The disintermediation of American politics is undeniable. The Internet allows people to find the like-minded, feed the intensity of their mutually held convictions and organize more swiftly and effectively. (It also allows people to filter out opposing views, anonymously attack their opponents and spread conspiracy theories.) This has become a powerful channel of influence outside the political parties — and is increasingly directed against the Republican Party. The Ron Paul and the tea-party movements have prospered in this atmosphere. Policy entrepreneurs, political advisers and media personalities are monetizing this trend. In the tech-driven balkanization of American politics, Freedonia is a major power.
But the interests of Freedonia are substantially different from those of the Republican Party. Tea-party candidates — recall Sharron Angle, Christine O'Donnell, Richard Mourdock and Todd Akin — often lose winnable races. Tea-party primary challenges, and the fear of them, encourage a harsher ideological tone among sitting Republican legislators, undermining their general-election appeal to independents, minorities and young people. And maximal tea-party legislative strategies, as we've just seen, can be ruinous. Yet within an ideological bubble, success is defined differently — in purity, combativeness and the acclaim of the faithful. As the public standing of the GOP recently reached its lowest point ever, Sen. Ted Cruz, R-Texas, told a cheering tea-party audience, "Look, the Democrats are feeling the heat." It is one thing to engage in Pickett's Charge; another to describe it as a victory.

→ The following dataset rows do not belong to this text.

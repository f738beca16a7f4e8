use serde::{Deserialize, Deserializer, Serialize};
use serde_json::{Map, Value};
use std::fmt;

use crate::error::ClassifyError;

/// Body accepted by `POST /generate`.
#[derive(Debug, Clone, Default, Deserialize)]
pub struct ClassifyPayload {
    #[serde(default)]
    pub text: String,
    #[serde(default)]
    pub api_key: ApiKey,
}

/// Bearer credential supplied by the caller. Never printed.
#[derive(Clone, Default, Deserialize)]
#[serde(transparent)]
pub struct ApiKey(String);

impl ApiKey {
    #[cfg(test)]
    pub fn new(key: impl Into<String>) -> Self {
        Self(key.into())
    }

    pub fn expose(&self) -> &str {
        &self.0
    }

    pub fn trimmed(&self) -> Self {
        Self(self.0.trim().to_string())
    }

    pub fn is_blank(&self) -> bool {
        self.0.trim().is_empty()
    }
}

impl fmt::Debug for ApiKey {
    fn fmt(&self, f: &mut fmt::Formatter<'_>) -> fmt::Result {
        f.write_str("ApiKey(<redacted>)")
    }
}

#[derive(Debug, Clone)]
pub struct ClassificationRequest {
    pub text: String,
    pub api_key: ApiKey,
}

#[derive(Debug, Clone, PartialEq, Serialize)]
pub struct Classification {
    pub ddc_number: String,
    pub description: String,
    /// Any further keys the model returned, e.g. `category`.
    #[serde(flatten)]
    pub extra: Map<String, Value>,
}

#[derive(Debug, Clone, Copy, Default, PartialEq, Eq, Serialize, Deserialize)]
pub struct TokenUsage {
    #[serde(default, deserialize_with = "lenient_count")]
    pub prompt_tokens: u32,
    #[serde(default, deserialize_with = "lenient_count")]
    pub completion_tokens: u32,
    #[serde(default, deserialize_with = "lenient_count")]
    pub total_tokens: u32,
}

/// Null, negative or non-numeric counters read as zero.
fn lenient_count<'de, D>(deserializer: D) -> Result<u32, D::Error>
where
    D: Deserializer<'de>,
{
    let value = Value::deserialize(deserializer)?;
    Ok(value
        .as_u64()
        .and_then(|count| u32::try_from(count).ok())
        .unwrap_or(0))
}

/// Successful outcome, serialized as the `data` member of the response.
#[derive(Debug, Clone, PartialEq, Serialize)]
pub struct Classified {
    pub classification: Classification,
    pub usage: TokenUsage,
}

pub type ClassificationResult = Result<Classified, ClassifyError>;

#[derive(Debug, Serialize)]
pub struct SuccessResponse {
    pub success: bool,
    pub data: Classified,
}

impl From<Classified> for SuccessResponse {
    fn from(data: Classified) -> Self {
        Self {
            success: true,
            data,
        }
    }
}

#[derive(Debug, Serialize)]
pub struct ErrorResponse {
    pub success: bool,
    pub error: String,
}

impl ErrorResponse {
    pub fn new(error: impl Into<String>) -> Self {
        Self {
            success: false,
            error: error.into(),
        }
    }
}

#[derive(Debug, Clone, PartialEq, Eq, Serialize)]
pub struct ChatMessage {
    pub role: &'static str,
    pub content: String,
}

#[derive(Debug, Serialize)]
pub struct ChatCompletionRequest<'a> {
    pub model: &'a str,
    pub messages: &'a [ChatMessage],
    pub temperature: f64,
    pub max_tokens: u32,
    pub stream: bool,
}

#[derive(Debug, Deserialize)]
pub struct ChatCompletionResponse {
    #[serde(default)]
    pub choices: Vec<Choice>,
    /// Kept raw so a malformed block cannot reject the envelope.
    #[serde(default)]
    pub usage: Option<Value>,
}

#[derive(Debug, Deserialize)]
pub struct Choice {
    #[serde(default)]
    pub message: Option<ChoiceMessage>,
}

#[derive(Debug, Deserialize)]
pub struct ChoiceMessage {
    #[serde(default)]
    pub content: Option<String>,
}

impl ChatCompletionResponse {
    /// Text of the first choice, if the envelope carries one.
    pub fn first_content(&self) -> Option<&str> {
        self.choices
            .first()
            .and_then(|choice| choice.message.as_ref())
            .and_then(|message| message.content.as_deref())
    }

    /// Token counts, zero-filled when absent or malformed.
    pub fn usage(&self) -> TokenUsage {
        self.usage
            .clone()
            .and_then(|usage| serde_json::from_value(usage).ok())
            .unwrap_or_default()
    }
}

#[cfg(test)]
mod tests {
    use super::*;

    #[test]
    fn api_key_debug_is_redacted() {
        let key = ApiKey::new("sk-secret-value");
        assert!(!format!("{key:?}").contains("secret"));
        assert_eq!(key.expose(), "sk-secret-value");
    }

    #[test]
    fn payload_fields_default_to_empty() {
        let payload: ClassifyPayload = serde_json::from_str("{}").unwrap();
        assert!(payload.text.is_empty());
        assert!(payload.api_key.is_blank());
    }

    #[test]
    fn classification_flattens_extra_keys() {
        let mut extra = Map::new();
        extra.insert("category".into(), Value::from("Natural sciences"));
        let classification = Classification {
            ddc_number: "500.0".into(),
            description: "Science".into(),
            extra,
        };
        let json = serde_json::to_value(&classification).unwrap();
        assert_eq!(
            json,
            serde_json::json!({
                "ddc_number": "500.0",
                "description": "Science",
                "category": "Natural sciences"
            })
        );
    }

    #[test]
    fn envelope_without_usage_or_content() {
        let envelope: ChatCompletionResponse =
            serde_json::from_str(r#"{"choices":[{"message":{}}]}"#).unwrap();
        assert!(envelope.usage.is_none());
        assert_eq!(envelope.usage(), TokenUsage::default());
        assert!(envelope.first_content().is_none());
    }

    #[test]
    fn null_and_mistyped_counters_read_as_zero() {
        let usage: TokenUsage = serde_json::from_str(
            r#"{"prompt_tokens":10,"completion_tokens":null,"total_tokens":"ten"}"#,
        )
        .unwrap();
        assert_eq!(
            usage,
            TokenUsage {
                prompt_tokens: 10,
                completion_tokens: 0,
                total_tokens: 0
            }
        );
    }

    #[test]
    fn malformed_usage_block_does_not_reject_envelope() {
        let envelope: ChatCompletionResponse = serde_json::from_str(
            r#"{"choices":[{"message":{"content":"{}"}}],"usage":"unavailable"}"#,
        )
        .unwrap();
        assert_eq!(envelope.usage(), TokenUsage::default());
        assert_eq!(envelope.first_content(), Some("{}"));
    }

    #[test]
    fn partial_usage_fills_zeroes() {
        let usage: TokenUsage = serde_json::from_str(r#"{"prompt_tokens":12}"#).unwrap();
        assert_eq!(
            usage,
            TokenUsage {
                prompt_tokens: 12,
                completion_tokens: 0,
                total_tokens: 0
            }
        );
    }
}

The Republican Party, in the business of winning elections, has little choice but to respond. But an effective, long-term response will require conservatives to understand that political parties exist for good reasons. Jesse Norman's recent biography, "Edmund Burke: The First Conservative," makes the case that Burke (a Rockingham Whig) helped found the modern party system. In Burke's view, parties (while hardly perfect instruments) promote civil cooperation in common goals, encourage leaders to rise above factional interests and channel public sentiments into realistic strategies and policies.
"Burke thus strikes a subtle balance: political parties must be strong and disciplined enough to hold government to account," writes Norman. "But they must not be made so partisan that they lose sight of the public interest and undermine the deliberative function of Parliament."
In this case, conservatives would be well advised to listen to a Whig.